Concluding Remarks and Future Outlook

Realising sovereignty is a gradual process that needs to be progressively achieved and continuously defended. To advance in this stepwise process, people need to take advantage of the different developments concerning technological innovations, climatic changes, forms of organisation, information technologies and social theory on cooperation. People need to be receptive to new developments and acquire skills as individuals and as communities to adapt and make best use of innovations. Here attention needs to be paid to not only focus on the technological side, but also recognize the potential role the development of ethical concepts can have. The development of notions of solidarity and responsibility, and their effective transmission to the community may have a substantial effect on improving resilience of energy systems. As energy sovereignty can only be achieved as a community, building social cohesion and willingness to cooperate are as important as making best use of technological advancement. Energy decentralisation encompasses social, infrastructural and financial processes (Bosch & Schmidt, 2020). The required technological transformation is interconnected with capacity-building and participation in decision-making.

As demands for energy sovereignty increase, it becomes crucial that engineers incorporate the various values in this appeal in the design processes of new technologies. A values-sensitive design of energy systems needs to support such demands, and integrate as far as possible these values in the development and design processes. Furthermore, the repeated calls for wider public inclusion require to lift barriers to make educational and career programs in engineering more inclusive.
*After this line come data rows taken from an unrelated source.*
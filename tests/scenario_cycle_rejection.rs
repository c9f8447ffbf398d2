//! `spec.md` §8 scenario 3: A→B required, B→A optional. The strict
//! topological sort fails on the cycle; retrying with only required
//! dependencies succeeds and adopts order A, B.

mod support;

use progressive_core::module::{ModuleLogic, StepContext, StepOutcome, StepResult};
use progressive_core::{Dataflow, ModuleError, ModuleName, ModuleState, SlotDescriptor};
use std::time::Duration;

struct Passthrough {
    input_required: bool,
}

impl ModuleLogic for Passthrough {
    fn type_name(&self) -> &'static str {
        "passthrough"
    }
    fn input_descriptors(&self) -> Vec<SlotDescriptor> {
        vec![SlotDescriptor::new("in", "any", self.input_required)]
    }
    fn output_descriptors(&self) -> Vec<SlotDescriptor> {
        vec![SlotDescriptor::new("out", "any", false)]
    }
    fn run_step(
        &mut self,
        _ctx: &mut StepContext,
        _run_number: u64,
        _step_size: usize,
        _howlong: Duration,
    ) -> Result<StepOutcome, ModuleError> {
        Ok(StepOutcome::Ran(StepResult::new(ModuleState::Blocked, 1)))
    }
}

#[test]
fn cycle_with_one_optional_edge_resolves_to_a_then_b() {
    let _ = env_logger::try_init();
    let mut df = Dataflow::new();
    // A's "in" is bound to B (optional); B's "in" is bound to A (required).
    df.add_module(ModuleName::new("a"), Box::new(Passthrough { input_required: false }))
        .unwrap();
    df.add_module(ModuleName::new("b"), Box::new(Passthrough { input_required: true }))
        .unwrap();
    df.add_connection(&ModuleName::new("a"), "out", &ModuleName::new("b"), "in")
        .unwrap();
    df.add_connection(&ModuleName::new("b"), "out", &ModuleName::new("a"), "in")
        .unwrap();

    let deps_all = df.collect_dependencies(false);
    assert!(deps_all[&ModuleName::new("a")].contains(&ModuleName::new("b")));
    assert!(deps_all[&ModuleName::new("b")].contains(&ModuleName::new("a")));

    let order = df.order_modules().unwrap();
    assert_eq!(order, vec![ModuleName::new("a"), ModuleName::new("b")]);
}
/// A named node executing bounded increments of computation (`spec.md`
/// §3). Owns its logic, slot bindings, parameter row, and tracing
/// collaborators.
pub struct Module {
    name: ModuleName,
    state: ModuleState,
    input_descriptors: HashMap<String, SlotDescriptor>,
    output_descriptors: HashMap<String, SlotDescriptor>,
    input_slots: HashMap<String, Option<Slot>>,
    outputs: HashMap<String, OutputLog>,
    output_fanout: HashMap<String, Vec<(ModuleName, String)>>,
    params: Params,
    pub order: Option<usize>,
    steps_acc: u64,
    last_update: u64,
    start_time: Option<Instant>,
    end_time: Option<Instant>,
    tracer: Tracer,
    predictor: TimePredictor,
    default_step_size: usize,
    logic: Box<dyn ModuleLogic>,
}
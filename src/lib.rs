//! A cooperative, single-threaded dataflow engine: a graph of modules
//! wired by typed slots, executed in small time-bounded steps by a
//! scheduler that prioritizes whatever the user just touched.
//!
//! Start with [`dataflow::Dataflow`] to build a graph, [`module::Module`]
//! and [`module::ModuleLogic`] to implement a node, and
//! [`scheduler::Scheduler`] (or [`scheduler::ThreadedScheduler`] for a
//! background-thread-driven variant) to run it.

pub mod dataflow;
pub mod errors;
pub mod module;
pub mod name;
pub mod params;
pub mod predictor;
pub mod scheduler;
pub mod slot;
pub mod tracer;

pub use dataflow::Dataflow;
pub use errors::{DataflowError, ModuleError, SchedulerError};
pub use module::{Module, ModuleLogic, ModuleState, StepContext, StepOutcome, StepResult};
pub use name::ModuleName;
pub use params::{ParamSpec, ParamValue, Params, ParamsRow};
pub use scheduler::{CallbackId, Scheduler, ThreadedScheduler};
pub use slot::{RowId, Slot, SlotDescriptor};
Due to the roots of sovereignty movements it is likely that certain issues will remain unaddressed. A value we had trouble fitting in this framework is privacy in smart-grids (cf. Jenkins et al., 2020). This is a concern that may require to include a new demand in the energy sovereignty discourse or be dealt with using a different ethical framework. Current work on data sovereignty suggests that citizen control over energy use data will soon be incorporated in energy sovereignty discourses (Bria, 2019).